As students discussed upcoming opportunities including gap years and graduate schools, they took commemorative photos and snacked on the seasonal fruit and cheese platters, empanadas and chicken potstickers served by AVI Foodsystems. Throughout the evening, attendees also heard several short remarks from the Senior Class Committee and faculty — including the long-awaited reveal of this year’s Commencement speaker, Colette Pichon Battle ’97 H’18. Pichon Battle, a 2016 White House Champion of Change for Climate Equity and founder of the Gulf Coast Center for Law and Policy, will return to the campus to share parting remarks with the senior class during the graduation ceremony on May 20.
Fandango’s most distinguishing feature, however, was the opportunity for professors and staff to show their support for the emergent members of the professional world. According to Adablah, over 80 faculty and staff members were in attendance this year — including Assistant Professor of German Paul Gebhardt, who was thrilled by the opportunity to meet his students’ close friends and hear about their plans for the summer and beyond. Above all, Gebhardt revelled in the chance to enjoy a lighthearted evening with the students outside of the rigidity and structure of the classroom. “It is fun to be adults together, and, as such, goof off and have fun together!” he wrote in an email to the Collegian.

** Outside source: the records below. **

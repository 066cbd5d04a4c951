use tracing::info;

use crate::bias::{estimate_bias, BiasMap};
use crate::error::Result;
use crate::frame::Frame;
use crate::group::aggregate;
use crate::noise::{estimate_levels_with_progress, VarianceEstimate};
use crate::ptc::{fit_ptc, PtcPoint};
use crate::result::CalibrationResult;

use super::config::CalibrationConfig;
use super::types::{NoOpReporter, PipelineStage, ProgressReporter};

/// Turn level estimates into bias-subtracted transfer curve points.
pub fn transfer_points(estimates: &[VarianceEstimate], bias: &BiasMap) -> Vec<PtcPoint> {
    let offset = bias.mean_offset();
    estimates
        .iter()
        .map(|e| PtcPoint {
            exposure_time: Some(e.exposure_time()),
            mean: e.mean().value() - offset,
            variance: e.variance().value(),
            pedestal: offset,
        })
        .collect()
}

/// Run the full calibration pipeline with a thread-safe progress reporter.
///
/// Any failure is returned wrapped with the stage that raised it; no partial
/// result is produced.
pub fn run_calibration_reported(
    frames: &[Frame],
    config: &CalibrationConfig,
    reporter: &dyn ProgressReporter,
) -> Result<CalibrationResult> {
    config
        .validate()
        .map_err(|e| e.at_stage(PipelineStage::TransferCurveFit))?;

    reporter.begin_stage(PipelineStage::Grouping, Some(frames.len()));
    let set =
        aggregate(frames, config.grouping).map_err(|e| e.at_stage(PipelineStage::Grouping))?;
    let (h, w) = set.dim();
    info!(
        frames = set.total_frames(),
        levels = set.levels().len(),
        width = w,
        height = h,
        camera = %set.camera(),
        mode = %set.mode(),
        "Grouped calibration frames"
    );
    reporter.finish_stage();

    reporter.begin_stage(PipelineStage::BiasEstimation, None);
    let bias = estimate_bias(&set.bias_only())
        .map_err(|e| e.at_stage(PipelineStage::BiasEstimation))?;
    reporter.finish_stage();

    let method = set.variance_method();
    let signal_levels = set.signal_levels().count();
    reporter.begin_stage(PipelineStage::VarianceEstimation, Some(signal_levels));
    let estimates = estimate_levels_with_progress(&set, method, config.reduction, |done| {
        reporter.advance(done)
    })
    .map_err(|e| e.at_stage(PipelineStage::VarianceEstimation))?;
    reporter.finish_stage();

    reporter.begin_stage(PipelineStage::TransferCurveFit, Some(estimates.len()));
    let points = transfer_points(&estimates, &bias);
    let ptc =
        fit_ptc(&points, &config.ptc).map_err(|e| e.at_stage(PipelineStage::TransferCurveFit))?;
    reporter.finish_stage();

    reporter.begin_stage(PipelineStage::Assembly, None);
    let result = CalibrationResult::new(
        set.camera().clone(),
        method,
        config.reduction,
        ptc,
        bias,
        estimates,
    );
    reporter.finish_stage();

    info!(
        gain = result.gain(),
        read_noise = result.read_noise(),
        excluded = result.regime_mask().iter().filter(|&&m| m).count(),
        "Calibration complete"
    );
    Ok(result)
}

/// Run the full calibration pipeline.
pub fn run_calibration(frames: &[Frame], config: &CalibrationConfig) -> Result<CalibrationResult> {
    run_calibration_reported(frames, config, &NoOpReporter)
}
use ccdcal_core::io::manifest::Manifest;
use ccdcal_core::pipeline::config::CalibrationConfig;
use ccdcal_core::ptc::Regime;
use ccdcal_core::result::CalibrationSummary;
use console::Style;

struct Styles {
    title: Style,
    header: Style,
    label: Style,
    value: Style,
    method: Style,
    disabled: Style,
    path: Style,
}

impl Styles {
    fn new() -> Self {
        Self {
            title: Style::new().cyan().bold(),
            header: Style::new().cyan().bold(),
            label: Style::new().dim(),
            value: Style::new().bold().white(),
            method: Style::new().green(),
            disabled: Style::new().dim().yellow(),
            path: Style::new().underlined(),
        }
    }
}

pub fn print_config_summary(manifest: &Manifest, config: &CalibrationConfig) {
    let s = Styles::new();

    println!();
    println!("  {}", s.title.apply_to("CCD Calibration"));
    println!("  {}", s.title.apply_to("\u{2550}".repeat(15)));
    println!();

    println!(
        "  {:<14}{}",
        s.label.apply_to("Camera"),
        s.value.apply_to(&manifest.camera)
    );
    println!(
        "  {:<14}{}",
        s.label.apply_to("Sequences"),
        s.value.apply_to(manifest.sequences.len())
    );
    for seq in &manifest.sequences {
        println!("  {:<14}{}", "", s.path.apply_to(seq.path.display()));
    }
    if manifest.crop_active {
        println!(
            "  {:<14}{}",
            s.label.apply_to("Pixels"),
            s.method.apply_to("active area only")
        );
    } else {
        println!(
            "  {:<14}{}",
            s.label.apply_to("Pixels"),
            s.disabled.apply_to("full frame")
        );
    }
    println!();

    println!("  {}", s.header.apply_to("Noise Estimation"));
    println!(
        "    {:<12}{}",
        s.label.apply_to("Grouping"),
        s.method.apply_to(config.grouping)
    );
    println!(
        "    {:<12}{}",
        s.label.apply_to("Reduction"),
        s.method.apply_to(config.reduction)
    );
    println!();

    println!("  {}", s.header.apply_to("Transfer Curve"));
    println!(
        "    {:<12}{}",
        s.label.apply_to("Fit"),
        s.method.apply_to(config.ptc.method)
    );
    println!(
        "    {:<12}{} counts",
        s.label.apply_to("Saturation"),
        s.value.apply_to(format!("{:.0}", config.ptc.saturation_threshold()))
    );
    println!(
        "    {:<12}{}",
        s.label.apply_to("Tolerance"),
        s.value.apply_to(format!("{:.1e}", config.ptc.max_relative_rss))
    );
    println!();
}

pub fn print_calibration_summary(summary: &CalibrationSummary) {
    let s = Styles::new();

    println!();
    println!("  {}", s.header.apply_to("Result"));
    println!(
        "    {:<12}{} e-/count",
        s.label.apply_to("Gain"),
        s.value.apply_to(format!("{:.4}", summary.gain))
    );
    println!(
        "    {:<12}{} e-",
        s.label.apply_to("Read noise"),
        s.value.apply_to(format!("{:.3}", summary.read_noise))
    );
    println!(
        "    {:<12}{} counts ({} frames)",
        s.label.apply_to("Bias"),
        s.value.apply_to(format!("{:.2}", summary.bias_mean)),
        summary.bias_frames
    );
    println!(
        "    {:<12}{} counts, {} e-",
        s.label.apply_to("Bias noise"),
        s.value.apply_to(format!("{:.3}", summary.bias_read_noise_counts)),
        s.value.apply_to(format!("{:.3}", summary.bias_read_noise_electrons))
    );
    println!(
        "    {:<12}{}",
        s.label.apply_to("Rel. RSS"),
        s.value.apply_to(format!("{:.3e}", summary.relative_rss))
    );
    println!();

    println!("  {}", s.header.apply_to("Transfer Curve Points"));
    println!(
        "    {:>10} {:>6} {:>12} {:>12} {:>12}  {}",
        s.label.apply_to("exposure"),
        s.label.apply_to("frames"),
        s.label.apply_to("mean"),
        s.label.apply_to("variance"),
        s.label.apply_to("residual"),
        s.label.apply_to("regime")
    );
    for level in &summary.levels {
        let regime = match level.regime {
            Regime::Linear => s.method.apply_to(level.regime),
            _ => s.disabled.apply_to(level.regime),
        };
        println!(
            "    {:>10.3} {:>6} {:>12.2} {:>12.2} {:>12.3}  {}",
            level.exposure_time, level.frames, level.mean, level.variance, level.residual, regime
        );
    }
    println!();
}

As Fandango’s high turnout suggests, the Class of 2023 has entered their final semester with enthusiasm for traditional senior events and optimism for what the future holds. According to Gebhardt, the opportunity to enjoy time with students before they embark on new paths is unparalleled in its value — and as his evening at Fandango reminded him, he has nothing but hope for what this year’s graduating class will accomplish. “When I think of the Kenyon Class of 2023, I have so much hope for the future, it makes me sublimely happy! Seriously,” Gebhardt said.